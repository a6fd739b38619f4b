use std::cmp::Ordering;

use coil_ir::StringInterner;
use num_bigint::BigInt;
use pretty_assertions::assert_eq;

use super::*;

// Float formatting

#[test]
fn large_magnitudes_use_exponential_form() {
    assert_eq!(format_float(1e16), "1e+16");
    assert_eq!(format_float(-1e16), "-1e+16");
    assert_eq!(format_float(1.235e20), "1.235e+20");
}

#[test]
fn just_below_the_threshold_stays_decimal() {
    assert_eq!(format_float(1e16 - 10.0), "9999999999999990.0");
    assert_eq!(format_float(2.0f64.powi(53)), "9007199254740992.0");
}

#[test]
fn small_magnitudes_use_exponential_form() {
    assert_eq!(format_float(6.45e-9), "6.45e-09");
    assert_eq!(format_float(9.9e-5), "9.9e-05");
    assert_eq!(format_float(1e-300), "1e-300");
}

#[test]
fn boundary_small_magnitude_stays_decimal() {
    assert_eq!(format_float(1e-4), "0.0001");
}

#[test]
fn integral_floats_keep_a_trailing_zero() {
    assert_eq!(format_float(1.0), "1.0");
    assert_eq!(format_float(-3.0), "-3.0");
    assert_eq!(format_float(0.0), "0.0");
}

#[test]
fn negative_zero_is_distinct() {
    assert_eq!(format_float(-0.0), "-0.0");
}

#[test]
fn non_finite_floats() {
    assert_eq!(format_float(f64::INFINITY), "inf");
    assert_eq!(format_float(f64::NEG_INFINITY), "-inf");
    assert_eq!(format_float(f64::NAN), "nan");
}

#[test]
fn ordinary_fractions_use_shortest_digits() {
    assert_eq!(format_float(3.14), "3.14");
    assert_eq!(format_float(0.1), "0.1");
}

// Complex formatting

#[test]
fn complex_renders_with_mandatory_sign() {
    assert_eq!(format_complex(Complex::new(1.0, 2.0)), "(1.0+2.0j)");
    assert_eq!(format_complex(Complex::new(1.0, -2.0)), "(1.0-2.0j)");
    assert_eq!(format_complex(Complex::new(0.0, 1.0)), "(0.0+1.0j)");
    assert_eq!(format_complex(Complex::new(1.5, f64::NAN)), "(1.5+nanj)");
}

// Value rendering

#[test]
fn repr_of_scalars() {
    let interner = StringInterner::new();
    assert_eq!(repr(&Value::int(42), &interner), "42");
    assert_eq!(repr(&Value::Bool(true), &interner), "True");
    assert_eq!(repr(&Value::Bool(false), &interner), "False");
    assert_eq!(repr(&Value::None, &interner), "None");
    assert_eq!(
        repr(&Value::big(BigInt::from(10).pow(40u32)), &interner),
        format!("1{}", "0".repeat(40))
    );
}

#[test]
fn repr_quotes_strings_but_display_does_not() {
    let interner = StringInterner::new();
    let v = Value::string("hi");
    assert_eq!(repr(&v, &interner), "'hi'");
    assert_eq!(display(&v, &interner), "hi");

    let quoted = Value::string("it's");
    assert_eq!(repr(&quoted, &interner), "\"it's\"");
    let newline = Value::string("a\nb");
    assert_eq!(repr(&newline, &interner), "'a\\nb'");
}

#[test]
fn pairs_render_with_repr_components() {
    let interner = StringInterner::new();
    let p = Value::pair(Value::int(1), Value::pair(Value::string("x"), Value::None));
    assert_eq!(repr(&p, &interner), "[1, ['x', None]]");
}

#[test]
fn functions_render_by_name() {
    let interner = StringInterner::new();
    let name = interner.intern("compose");
    let closure = Value::Closure(ClosureValue {
        func: coil_ir::FuncId::from_raw(0),
        name,
        arity: 2,
        env: crate::env::EnvId::from_raw(0),
    });
    assert_eq!(repr(&closure, &interner), "<function compose>");

    let lambda = Value::Closure(ClosureValue {
        func: coil_ir::FuncId::from_raw(1),
        name: coil_ir::Name::EMPTY,
        arity: 1,
        env: crate::env::EnvId::from_raw(0),
    });
    assert_eq!(repr(&lambda, &interner), "<lambda>");
    assert_eq!(
        repr(&Value::Builtin(crate::builtins::Builtin::Abs), &interner),
        "<builtin function abs>"
    );
}

// Truthiness

#[test]
fn truthiness_over_the_value_set() {
    assert!(!Value::int(0).is_truthy());
    assert!(Value::int(-1).is_truthy());
    assert!(!Value::Float(0.0).is_truthy());
    assert!(!Value::Float(-0.0).is_truthy());
    assert!(Value::Float(f64::NAN).is_truthy());
    assert!(!Value::complex(0.0, 0.0).is_truthy());
    assert!(Value::complex(0.0, 0.5).is_truthy());
    assert!(!Value::string("").is_truthy());
    assert!(Value::string(" ").is_truthy());
    assert!(!Value::None.is_truthy());
    assert!(Value::pair(Value::None, Value::None).is_truthy());
    assert!(Value::error("boom").is_truthy());
}

#[test]
fn type_names() {
    assert_eq!(Value::int(1).type_name(), "int");
    assert_eq!(Value::None.type_name(), "NoneType");
    assert_eq!(Value::pair(Value::None, Value::None).type_name(), "pair");
    assert_eq!(Value::error("x").type_name(), "error");
}

// The integer tower

#[test]
fn int_normalizes_at_the_i64_boundary() {
    let max = Int::from_i64(i64::MAX);
    let spilled = max.add(&Int::from_i64(1));
    assert!(spilled.to_i64().is_none());
    let back = spilled.sub(&Int::from_i64(1));
    assert_eq!(back.to_i64(), Some(i64::MAX));
}

#[test]
fn int_floor_division_handles_i64_min() {
    let min = Int::from_i64(i64::MIN);
    let quotient = min.floor_div(&Int::from_i64(-1)).expect("nonzero divisor");
    assert_eq!(quotient.to_bigint(), -BigInt::from(i64::MIN));
}

#[test]
fn int_cmp_f64_exact_window() {
    let exact = Int::from_i64(1 << 53);
    assert_eq!(exact.cmp_f64(2.0f64.powi(53)), Some(Ordering::Equal));
    let above = exact.add(&Int::from_i64(1));
    assert_eq!(above.cmp_f64(2.0f64.powi(53)), Some(Ordering::Greater));
}

#[test]
fn int_cmp_f64_against_infinities_and_nan() {
    let huge = Int::from_bigint(BigInt::from(10).pow(10_000u32));
    assert_eq!(huge.cmp_f64(f64::INFINITY), Some(Ordering::Less));
    assert_eq!(huge.cmp_f64(f64::NEG_INFINITY), Some(Ordering::Greater));
    assert_eq!(huge.cmp_f64(f64::NAN), None);
    assert_eq!(huge.cmp_f64(1e300), Some(Ordering::Greater));
}

#[test]
fn int_display_is_exact_decimal() {
    let n = Int::from_bigint(BigInt::from(10).pow(300u32));
    let rendered = n.to_string();
    assert_eq!(rendered.len(), 301);
    assert!(rendered.starts_with('1'));
    assert!(rendered[1..].bytes().all(|b| b == b'0'));
}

» **What the task asks**: The lines that mention the word "compose" should be pulled from the records above.

» **Finished task**:
    let name = interner.intern("compose");
    assert_eq!(repr(&closure, &interner), "<function compose>");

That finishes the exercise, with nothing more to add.